Segment Start: DATA SUPPLIED
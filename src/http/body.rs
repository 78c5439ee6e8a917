use futures_util::StreamExt;
use reqwest::Response;
use serde_json::{Map, Value};

use crate::error::HttpError;

/// Largest response body kept in memory; the rest is discarded.
pub const MAX_RESPONSE_BYTES: usize = 5 * 1024 * 1024;
/// Longest response excerpt copied into a log line.
const LOG_BODY_PREVIEW: usize = 1024;

pub(crate) type BodyTemplate = Map<String, Value>;

/// Parses the request-body template. Any JSON object is accepted; values
/// that look like placeholders are kept verbatim.
pub(crate) fn parse_template(text: &str) -> Result<BodyTemplate, HttpError> {
    match serde_json::from_str::<Value>(text) {
        Ok(Value::Object(template)) => Ok(template),
        Ok(_) => Err(HttpError::TemplateNotObject),
        Err(err) => Err(HttpError::TemplateInvalid { source: err }),
    }
}

pub(crate) struct InjectedFields<'fields> {
    pub(crate) endpoint_field: &'fields str,
    pub(crate) endpoint: &'fields str,
    pub(crate) params_field: &'fields str,
    pub(crate) params: &'fields str,
}

/// Shallow-copies the template and overwrites the endpoint and params
/// fields. Params go in as a JSON string, not as nested JSON.
pub(crate) fn build_body(
    template: &BodyTemplate,
    fields: &InjectedFields<'_>,
) -> Result<Vec<u8>, HttpError> {
    let mut data = template.clone();
    data.insert(
        fields.endpoint_field.to_owned(),
        Value::String(fields.endpoint.to_owned()),
    );
    data.insert(
        fields.params_field.to_owned(),
        Value::String(fields.params.to_owned()),
    );
    serde_json::to_vec(&data).map_err(|err| HttpError::SerializeBody { source: err })
}

/// Reads at most `limit` bytes of the body and stops there.
pub(crate) async fn read_capped(
    response: Response,
    limit: usize,
) -> Result<Vec<u8>, reqwest::Error> {
    let mut stream = response.bytes_stream();
    let mut body = Vec::new();
    while let Some(chunk) = stream.next().await {
        let bytes = chunk?;
        let take = limit.saturating_sub(body.len()).min(bytes.len());
        if let Some(slice) = bytes.get(..take) {
            body.extend_from_slice(slice);
        }
        if body.len() >= limit {
            break;
        }
    }
    Ok(body)
}

pub(crate) fn log_preview(body: &str) -> &str {
    if body.len() <= LOG_BODY_PREVIEW {
        return body;
    }
    let mut end = LOG_BODY_PREVIEW;
    while !body.is_char_boundary(end) {
        end = end.saturating_sub(1);
    }
    body.get(..end).unwrap_or(body)
}
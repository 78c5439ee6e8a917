use serde::{Deserialize, Serialize};

/// The persisted config record. Field names follow the on-disk camelCase
/// schema; every field is optional so partial files load.
#[derive(Debug, Clone, Default, PartialEq, Eq, Serialize, Deserialize)]
#[serde(rename_all = "camelCase")]
pub struct ConfigFile {
    #[serde(default, skip_serializing_if = "Option::is_none")]
    pub url: Option<String>,
    #[serde(default, skip_serializing_if = "Option::is_none")]
    pub cookie: Option<String>,
    #[serde(
        default,
        alias = "bodyTemplate",
        skip_serializing_if = "Option::is_none"
    )]
    pub body_temp: Option<String>,
    #[serde(default, alias = "endpoints", skip_serializing_if = "Option::is_none")]
    pub ip_list: Option<Vec<String>>,
    #[serde(default, skip_serializing_if = "Option::is_none")]
    pub qps: Option<i64>,
    #[serde(default, skip_serializing_if = "Option::is_none")]
    pub workers: Option<i64>,
    #[serde(default, skip_serializing_if = "Option::is_none")]
    pub max_retries: Option<i64>,
    #[serde(default)]
    pub param_mappings: Vec<MappingConfig>,
    #[serde(default, skip_serializing_if = "Option::is_none")]
    pub param_mode: Option<String>,
    #[serde(default, skip_serializing_if = "Option::is_none")]
    pub array_gaps: Option<String>,
    #[serde(default, skip_serializing_if = "Option::is_none")]
    pub endpoint_field: Option<String>,
    #[serde(default, skip_serializing_if = "Option::is_none")]
    pub params_field: Option<String>,
    #[serde(default, skip_serializing_if = "Option::is_none")]
    pub failure_marker: Option<String>,
    #[serde(default, skip_serializing_if = "Option::is_none")]
    pub origin: Option<String>,
    #[serde(default, skip_serializing_if = "Option::is_none")]
    pub referer: Option<String>,
}

#[derive(Debug, Clone, Default, PartialEq, Eq, Serialize, Deserialize)]
#[serde(rename_all = "camelCase")]
pub struct MappingConfig {
    /// Column index or header name.
    #[serde(default)]
    pub csv_column: String,
    #[serde(default)]
    pub param_name: String,
    #[serde(default)]
    pub param_type: String,
    #[serde(default)]
    pub default_value: String,
    #[serde(default)]
    pub array_index: i64,
}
Segment End: DATA SUPPLIED
Print every line of the listing exactly.

filename src/http/body.rs
repository 78c5439ee6e8a917
use futures_util::StreamExt;
use reqwest::Response;
use serde_json::{Map, Value};

use crate::error::HttpError;

/// Largest response body kept in memory; the rest is discarded.
pub const MAX_RESPONSE_BYTES: usize = 5 * 1024 * 1024;
/// Longest response excerpt copied into a log line.
const LOG_BODY_PREVIEW: usize = 1024;

pub(crate) type BodyTemplate = Map<String, Value>;

/// Parses the request-body template. Any JSON object is accepted; values
/// that look like placeholders are kept verbatim.
pub(crate) fn parse_template(text: &str) -> Result<BodyTemplate, HttpError> {
    match serde_json::from_str::<Value>(text) {
        Ok(Value::Object(template)) => Ok(template),
        Ok(_) => Err(HttpError::TemplateNotObject),
        Err(err) => Err(HttpError::TemplateInvalid { source: err }),
    }
}

pub(crate) struct InjectedFields<'fields> {
    pub(crate) endpoint_field: &'fields str,
    pub(crate) endpoint: &'fields str,
    pub(crate) params_field: &'fields str,
    pub(crate) params: &'fields str,
}

/// Shallow-copies the template and overwrites the endpoint and params
/// fields. Params go in as a JSON string, not as nested JSON.
pub(crate) fn build_body(
    template: &BodyTemplate,
    fields: &InjectedFields<'_>,
) -> Result<Vec<u8>, HttpError> {
    let mut data = template.clone();
    data.insert(
        fields.endpoint_field.to_owned(),
        Value::String(fields.endpoint.to_owned()),
    );
    data.insert(
        fields.params_field.to_owned(),
        Value::String(fields.params.to_owned()),
    );
    serde_json::to_vec(&data).map_err(|err| HttpError::SerializeBody { source: err })
}

/// Reads at most `limit` bytes of the body and stops there.
pub(crate) async fn read_capped(
    response: Response,
    limit: usize,
) -> Result<Vec<u8>, reqwest::Error> {
    let mut stream = response.bytes_stream();
    let mut body = Vec::new();
    while let Some(chunk) = stream.next().await {
        let bytes = chunk?;
        let take = limit.saturating_sub(body.len()).min(bytes.len());
        if let Some(slice) = bytes.get(..take) {
            body.extend_from_slice(slice);
        }
        if body.len() >= limit {
            break;
        }
    }
    Ok(body)
}

pub(crate) fn log_preview(body: &str) -> &str {
    if body.len() <= LOG_BODY_PREVIEW {
        return body;
    }
    let mut end = LOG_BODY_PREVIEW;
    while !body.is_char_boundary(end) {
        end = end.saturating_sub(1);
    }
    body.get(..end).unwrap_or(body)
}
repository 78c5439ee6e8a917
use serde::{Deserialize, Serialize};

/// The persisted config record. Field names follow the on-disk camelCase
/// schema; every field is optional so partial files load.
#[derive(Debug, Clone, Default, PartialEq, Eq, Serialize, Deserialize)]
#[serde(rename_all = "camelCase")]
pub struct ConfigFile {
    #[serde(default, skip_serializing_if = "Option::is_none")]
    pub url: Option<String>,
    #[serde(default, skip_serializing_if = "Option::is_none")]
    pub cookie: Option<String>,
    #[serde(
        default,
        alias = "bodyTemplate",
        skip_serializing_if = "Option::is_none"
    )]
    pub body_temp: Option<String>,
    #[serde(default, alias = "endpoints", skip_serializing_if = "Option::is_none")]
    pub ip_list: Option<Vec<String>>,
    #[serde(default, skip_serializing_if = "Option::is_none")]
    pub qps: Option<i64>,
    #[serde(default, skip_serializing_if = "Option::is_none")]
    pub workers: Option<i64>,
    #[serde(default, skip_serializing_if = "Option::is_none")]
    pub max_retries: Option<i64>,
    #[serde(default)]
    pub param_mappings: Vec<MappingConfig>,
    #[serde(default, skip_serializing_if = "Option::is_none")]
    pub param_mode: Option<String>,
    #[serde(default, skip_serializing_if = "Option::is_none")]
    pub array_gaps: Option<String>,
    #[serde(default, skip_serializing_if = "Option::is_none")]
    pub endpoint_field: Option<String>,
    #[serde(default, skip_serializing_if = "Option::is_none")]
    pub params_field: Option<String>,
    #[serde(default, skip_serializing_if = "Option::is_none")]
    pub failure_marker: Option<String>,
    #[serde(default, skip_serializing_if = "Option::is_none")]
    pub origin: Option<String>,
    #[serde(default, skip_serializing_if = "Option::is_none")]
    pub referer: Option<String>,
}

#[derive(Debug, Clone, Default, PartialEq, Eq, Serialize, Deserialize)]
#[serde(rename_all = "camelCase")]
pub struct MappingConfig {
    /// Column index or header name.
    #[serde(default)]
    pub csv_column: String,
    #[serde(default)]
    pub param_name: String,
    #[serde(default)]
    pub param_type: String,
    #[serde(default)]
    pub default_value: String,
    #[serde(default)]
    pub array_index: i64,
}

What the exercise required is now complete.